Hi! I am a PhD student in bioacoustics and swarm robotics. I am part of the Active Sensing Collective Lab at the University of Konstanz and affiliated to the Max Planck Institute of Animal Behavior and the Centre for the Advanced Study of Collective Behaviour.
I study acoustic mediated collective behaviour and acoustic signalling in swarms through robot swarms. I equip and build autonomous and decentralized robot swarms capable of sound source localization and echolocation of external audio cues.
I hold a master’s degree in music and acoustic engineering from Politecnico di Milano.
Projects
Acoustically driven Swarm robotics
Bats achieve agile flight and coordinated collective motion by relying on echolocation, even within dense swarms where numerous overlapping acoustic signals give rise to the “Cocktail Party Nightmare.” They detect nearby individuals in two ways: actively, by emitting calls and listening for echoes, or passively, by listening to the calls and echoes of their neighbors. Inspired by these remarkable capabilities, I developed RO-BAT and SonoRo—two bio-inspired robotic platforms designed to explore the principles of echolocation and acoustic sensing.
SonoRo is a passive sound-localization platform that listens to external beacons. I equipped it with a microphone array for sound localization and a loudspeaker to broadcast beacon sounds, successfully demonstrating its capabilities across four acoustic navigation scenarios: collision avoidance with static sound sources, goal finding, multi-agent aggregation, and multi-agent dispersion.
Building on this, I implemented active echolocation into the RO-BAT. I developed a signal processing pipeline capable of extracting both range and directional information from returning echoes. In laboratory experiments, RO-BAT autonomously detected and avoided obstacles using only its own acoustic cues, reproducing the core principles of bat echolocation.

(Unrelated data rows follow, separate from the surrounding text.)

//! Directive chain: parsed directives in priority order, annotated with
//! their engines' declared dependencies, plus one validation result each.

use serde::Serialize;
use sigil_core::parser;
use sigil_core::{Directive, ValidationResult};
use sigil_engines::EngineRegistry;
use std::collections::HashMap;
use tracing::debug;

#[derive(Debug, Clone, Default, Serialize)]
pub struct DirectiveChain {
    /// Ascending priority (lower number runs first); scan order among equals.
    pub directives: Vec<Directive>,
    /// Directive keyword → dependency names declared by its engine.
    pub dependencies: HashMap<String, Vec<String>>,
    pub validations: Vec<ValidationResult>,
}

impl DirectiveChain {
    pub fn build(text: &str, registry: &EngineRegistry) -> Self {
        let mut directives = parser::parse(text);
        // Stable: equal priorities keep their scan order.
        directives.sort_by_key(|d| d.priority);

        let mut dependencies = HashMap::new();
        for directive in &directives {
            let deps = directive
                .engine
                .as_deref()
                .and_then(|name| registry.dependencies_of(name))
                .or_else(|| {
                    registry
                        .for_keyword(&directive.keyword)
                        .and_then(|engine| registry.dependencies_of(engine.name()))
                })
                .unwrap_or_default();
            dependencies.entry(directive.keyword.clone()).or_insert(deps);
        }

        let validations: Vec<ValidationResult> = directives.iter().map(Directive::validate).collect();

        debug!(
            "Built chain [{}] ({} invalid)",
            directives.iter().map(|d| d.keyword.as_str()).collect::<Vec<_>>().join(", "),
            validations.iter().filter(|v| !v.is_valid).count()
        );

        Self {
            directives,
            dependencies,
            validations,
        }
    }

    pub fn is_empty(&self) -> bool {
        self.directives.is_empty()
    }

    pub fn len(&self) -> usize {
        self.directives.len()
    }

    pub fn is_valid(&self) -> bool {
        self.validations.iter().all(|v| v.is_valid)
    }

    pub fn failures(&self) -> impl Iterator<Item = &ValidationResult> {
        self.validations.iter().filter(|v| !v.is_valid)
    }

    /// Every validation error in chain order, joined into one message.
    pub fn error_summary(&self) -> String {
        self.failures()
            .flat_map(|v| v.errors.iter().map(move |e| format!("#{}: {}", v.keyword, e)))
            .collect::<Vec<_>>()
            .join("; ")
    }

    pub fn warnings(&self) -> Vec<String> {
        self.validations
            .iter()
            .flat_map(|v| v.warnings.iter().cloned())
            .collect()
    }

    pub fn keywords(&self) -> Vec<&str> {
        self.directives.iter().map(|d| d.keyword.as_str()).collect()
    }
}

My current research focuses on scaling up swarms of autonomous SonoRos and RO-BATs into fully decentralized collectives to enable a wider repertoire of swarm behaviors. As part of an interdisciplinary research program, I pursue parallel investigations into active sensing and novel robotic systems. My goal is to use the strategies bats evolved to handle overlapping signals to build scalable, resource-efficient sensing methods for robotics.
The Sound of the Bees
Bees are social insects that coordinate their colonies through visual, chemical, electrical, and acoustic signals. While the famous “waggle dance” has been heavily studied thanks to visual observation hives, other critical communication methods lack data due to recording limitations. A prime example is the stop signal, which a bee uses to warn a sister bee against promoting a dangerous location. By head-bumping her nestmate, she generates a loud, distinctive vibration. Theory predicts these stop signals act as critical negative feedback to regulate colony behavior, but we still lack a quantitative analysis of how bees actually exploit this mechanism. While bees exchange many other acoustic signals inside the hive, this communication channel has not been extensively studied using spatially distributed microphone arrays and fully autonomous recording setups. To bridge this gap, my project focuses on implementing this exact type of automated recording setup. By capturing these acoustic interactions, I aim to provide the data needed to shed light on how bees use sound to coordinate collective behavior.